I'm a university student, beginning to explore R for an exam. Sorry for the vague title, as I have many questions related to this post.
I've run into the problem of sampling a population of people who are either Male (M) or Female (F). I wished to define a function that could take the number of Males and Females in this population, then create sample.number
samples of size sample.size
and return a data frame containing the sample proportions of females over the total size of the sample, with related frequencies.
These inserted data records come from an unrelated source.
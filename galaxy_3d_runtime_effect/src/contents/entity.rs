/// Entity: the transform, clip depth and blend mode a contents object draws with

use glam::Mat4;

/// Porter-Duff compositing mode
#[derive(Debug, Clone, Copy, PartialEq, Eq, Hash, Default)]
pub enum BlendMode {
    Clear,
    Source,
    Destination,
    #[default]
    SourceOver,
    DestinationOver,
    SourceIn,
    DestinationIn,
    SourceOut,
    DestinationOut,
    Plus,
}

/// Per-draw placement state
#[derive(Debug, Clone, Copy, PartialEq)]
pub struct Entity {
    transform: Mat4,
    stencil_depth: u32,
    blend_mode: BlendMode,
}

impl Default for Entity {
    fn default() -> Self {
        Self::new()
    }
}

impl Entity {
    /// Identity transform, depth 0, source-over
    pub fn new() -> Self {
        Self {
            transform: Mat4::IDENTITY,
            stencil_depth: 0,
            blend_mode: BlendMode::SourceOver,
        }
    }

    pub fn transform(&self) -> Mat4 {
        self.transform
    }

    pub fn set_transform(&mut self, transform: Mat4) {
        self.transform = transform;
    }

    /// Clip nesting depth, used as the stencil reference value
    pub fn stencil_depth(&self) -> u32 {
        self.stencil_depth
    }

    pub fn set_stencil_depth(&mut self, depth: u32) {
        self.stencil_depth = depth;
    }

    pub fn blend_mode(&self) -> BlendMode {
        self.blend_mode
    }

    pub fn set_blend_mode(&mut self, blend_mode: BlendMode) {
        self.blend_mode = blend_mode;
    }
}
I'm positive there is a simple and well-optimized way to do this, but I've written a small function that (barely) works:
senators <- function(Fem = 13,
Mal = 87,
sample.size = 10,
sample.number = 100){
pop <- c(rep("F", Fem), rep("M", Mal)) # I create the population base
popsa <- list(NA) # I make some empty variables used later
popsa.factor <- list(NA) # Not sure if this passage is even needed...
popsa.proportion <- list(NA)
Here comes a for
loop. I've read that for
loops are really inefficient way to do this. Is there a better way?
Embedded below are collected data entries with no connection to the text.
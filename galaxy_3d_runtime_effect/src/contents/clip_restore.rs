/// Overdraw protection through the stencil buffer
///
/// Geometry whose triangles may overlap (e.g. self-intersecting strokes) is
/// drawn with an Equal / IncrementClamp stencil so every pixel is covered
/// once. The increment leaves the stencil one level too deep, so a clip
/// restore draw follows to bring it back to the entity's depth.

use crate::contents::{Entity, GeometryResult, GraphicsContext, PipelineOptions};
use crate::graphics_device::{CompareFunction, RenderPass, StencilOperation};

/// Contents that restore the stencil buffer to an entity's clip depth
pub trait ClipRestore: Send + Sync {
    /// Record the restore draw(s) into `pass`
    fn render(&self, context: &GraphicsContext, entity: &Entity, pass: &mut dyn RenderPass) -> bool;
}

/// Overdraw handling for a single draw
#[derive(Debug, Clone, Copy, PartialEq, Eq)]
pub struct ClipOverdrawGuard {
    active: bool,
}

impl ClipOverdrawGuard {
    /// Guard for the given geometry
    pub fn new(geometry: &GeometryResult) -> Self {
        Self { active: geometry.prevent_overdraw }
    }

    /// Whether the draw needs overdraw protection
    pub fn is_active(&self) -> bool {
        self.active
    }

    /// Override the stencil state when active
    pub fn configure(&self, options: &mut PipelineOptions) {
        if self.active {
            options.stencil_compare = CompareFunction::Equal;
            options.stencil_operation = StencilOperation::IncrementClamp;
        }
    }

    /// Run the clip restore once when active
    ///
    /// Returns the restore result, or true when inactive.
    pub fn restore(&self, context: &GraphicsContext, entity: &Entity, pass: &mut dyn RenderPass) -> bool {
        if !self.active {
            return true;
        }

        crate::engine_trace!(
            "galaxy3d::ClipOverdrawGuard",
            "Restoring stencil to depth {}",
            entity.stencil_depth()
        );
        context.clip_restore().render(context, entity, pass)
    }
}

#[cfg(test)]
#[path = "clip_restore_tests.rs"]
mod tests;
for(i in 1:sample.number){
popsa[[i]] <- sample(pop, sample.size, replace = TRUE)
popsa.factor[[i]] <- table(factor(popsa[[i]], levels = c("M", "F")))
popsa.proportion[[i]] <- popsa.factor[[i]][2]/sample.size
}
I start by assigning each element of the list popsa
with a sample, then I use popsa
to create a table from each sample, and store it in popsa.factor
. Then I calculate the proportions of females over the total and store it in popsa.proportion
. This for
loop seems super messy to me, and is really slow to process lots of samples. Is there a better, more efficient way to do what I've done here?
popsa.unlisted <- unlist(popsa.proportion)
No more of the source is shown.